Socialistische Mutualiteiten bestaan honderd jaar

(Belga) De socialistische familie heeft het honderdjarig bestaan van haar mutualiteit gevierd. Al in 1820 werden de eerste ‘maatschappijen van onderlinge bijstand’ opgericht, maar pas in 1913 bundelden ze de krachten in een Nationaal Verbond. Het enthousiasme om die verjaardag werd vandaag evenwel overschaduwd door de toenemende besparingen in de gezondheidszorg.

De eerste maatschappijen van onderlinge bijstand waren zeer lokaal georganiseerd en werkten op basis van een vrijwillig lidmaatschap. Pas na de eerste wet op de mutualiteiten, in 1894, begonnen ze hun krachten te bundelen, waarna in 1913 een Nationaal Verbond kon worden opgericht. Vandaag vormen de Socialistische Mutualiteiten het tweede grootste ziekenfonds van België, na de collega’s van de christelijke zuil.
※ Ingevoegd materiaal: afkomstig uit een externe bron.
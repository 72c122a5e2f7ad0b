//! Producer Engine (SPEC_FULL.md §4.8): an ordered send pipeline with
//! batching, compression, a pending-message queue, sequence-id matching,
//! send-timeout, and checksum-verified resend on corruption. Implemented as
//! a single-threaded cooperative actor (SPEC_FULL.md §5): one inbox, no
//! locks over `ProducerEngine`'s fields.

use std::collections::{BTreeMap, VecDeque};
use std::sync::Arc;
use std::time::{Duration, Instant};

use chrono::Utc;
use futures::{
    channel::{mpsc, oneshot},
    select, FutureExt, SinkExt, StreamExt,
};

use crate::compression;
use crate::connection::ConnectionSender;
use crate::connection_handler::{ConnectionHandler, RetryDecision};
use crate::connection_manager::ConnectionManager;
use crate::error::{ConnectionError, ProducerError};
use crate::executor::Executor;
use crate::lookup::LookupService;
use crate::message::proto::ServerError;
use crate::message::{proto, Message as WireMessage};
use crate::message_id::{MessageId, MessageIdType};

/// The application-facing payload handed to `sendAsync`. The fluent
/// `MessageBuilder` surface is out of scope (SPEC_FULL.md §1); this struct
/// is the contract it would populate.
#[derive(Debug, Clone, Default)]
pub struct ProducerMessage {
    pub payload: Vec<u8>,
    pub properties: BTreeMap<String, String>,
    pub partition_key: Option<String>,
    pub event_time: Option<u64>,
}

impl ProducerMessage {
    pub fn new(payload: impl Into<Vec<u8>>) -> ProducerMessage {
        ProducerMessage {
            payload: payload.into(),
            ..Default::default()
        }
    }

    pub fn with_key(mut self, key: impl Into<String>) -> ProducerMessage {
        self.partition_key = Some(key.into());
        self
    }

    pub fn with_property(mut self, key: impl Into<String>, value: impl Into<String>) -> ProducerMessage {
        self.properties.insert(key.into(), value.into());
        self
    }
}

#[derive(Debug, Clone)]
pub struct ProducerOptions {
    pub topic: String,
    pub producer_name: Option<String>,
    pub metadata: BTreeMap<String, String>,
    pub max_pending_messages: usize,
    pub batching_enabled: bool,
    pub max_messages_per_batch: u32,
    pub max_batching_publish_delay: Duration,
    pub send_timeout: Option<Duration>,
    pub compression: proto::CompressionType,
    pub operation_timeout: Duration,
}

impl Default for ProducerOptions {
    fn default() -> Self {
        ProducerOptions {
            topic: String::new(),
            producer_name: None,
            metadata: BTreeMap::new(),
            max_pending_messages: 1000,
            batching_enabled: true,
            max_messages_per_batch: 1000,
            max_batching_publish_delay: Duration::from_millis(10),
            send_timeout: Some(Duration::from_secs(30)),
            compression: proto::CompressionType::None,
            operation_timeout: Duration::from_secs(30),
        }
    }
}

/// The wire-ready representation of one frame on the pending queue: exactly
/// what `ConnectionSender::send_message_frame` needs, kept around verbatim
/// so a reconnect resend or a checksum recovery can re-derive the same
/// bytes without re-deriving them from the application message.
#[derive(Debug, Clone)]
pub(crate) struct PendingMessage {
    pub(crate) payload: Vec<u8>,
    pub(crate) properties: Vec<(String, String)>,
    pub(crate) partition_key: Option<String>,
    pub(crate) compression: Option<i32>,
    pub(crate) uncompressed_size: Option<u32>,
    pub(crate) num_messages_in_batch: Option<i32>,
    pub(crate) event_time: Option<u64>,
    /// Frozen at construction so a resend or a checksum recompute encodes
    /// the exact same `MessageMetadata` bytes as the original send.
    pub(crate) publish_time: u64,
}

impl PendingMessage {
    /// Builds the `MessageMetadata` this frame was (or will be) sent with.
    /// Shared by `connection::messages::send` (wire encoding) and the
    /// Producer Engine's checksum recovery (recompute-and-compare).
    pub(crate) fn build_metadata(&self, producer_name: String, sequence_id: u64) -> proto::MessageMetadata {
        proto::MessageMetadata {
            producer_name,
            sequence_id,
            properties: self
                .properties
                .iter()
                .map(|(key, value)| proto::KeyValue {
                    key: key.clone(),
                    value: value.clone(),
                })
                .collect(),
            publish_time: self.publish_time,
            partition_key: self.partition_key.clone(),
            replicate_to: Vec::new(),
            compression: self.compression,
            uncompressed_size: self.uncompressed_size,
            num_messages_in_batch: self.num_messages_in_batch,
            event_time: self.event_time,
            ..Default::default()
        }
    }
}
Ze tellen meer dan drie miljoen leden en zowat 4.600 personeelsleden. De Mutualiteiten zijn er trots op een tweetalige organisatie te zijn en voorzitter Guy Peeters trok dan ook fors van leer tegen de separatistische partijen. “Wij zijn een van de actoren die duidelijk moeten maken dat er een alternatief bestaat voor een hard en kil Vlaanderen, dat volgens sommigen al verworven is”, zei de voorzitter. Ook de besparingen in de gezondheidszorg moesten het ontgelden. “Het plafond is bereikt”, aldus algemeen secretaris Paul Callewaert. Hij wees er op dat de patiënt nu al 25 tot 27 procent van zijn zorg zelf betaalt. Voor de specialisten die zich, onder meer door de beperkingen op ereloonsupplementen in ziekenhuizen, deconventioneren heeft de algemeen secretaris geen begrip. “Waarom moet een nierspecialist 600.000 euro verdienen en een geriater 200.000 euro? Ik pleit voor meer solidariteit en evenwicht onder de zorgverstrekkers”, besloot hij. (Belga)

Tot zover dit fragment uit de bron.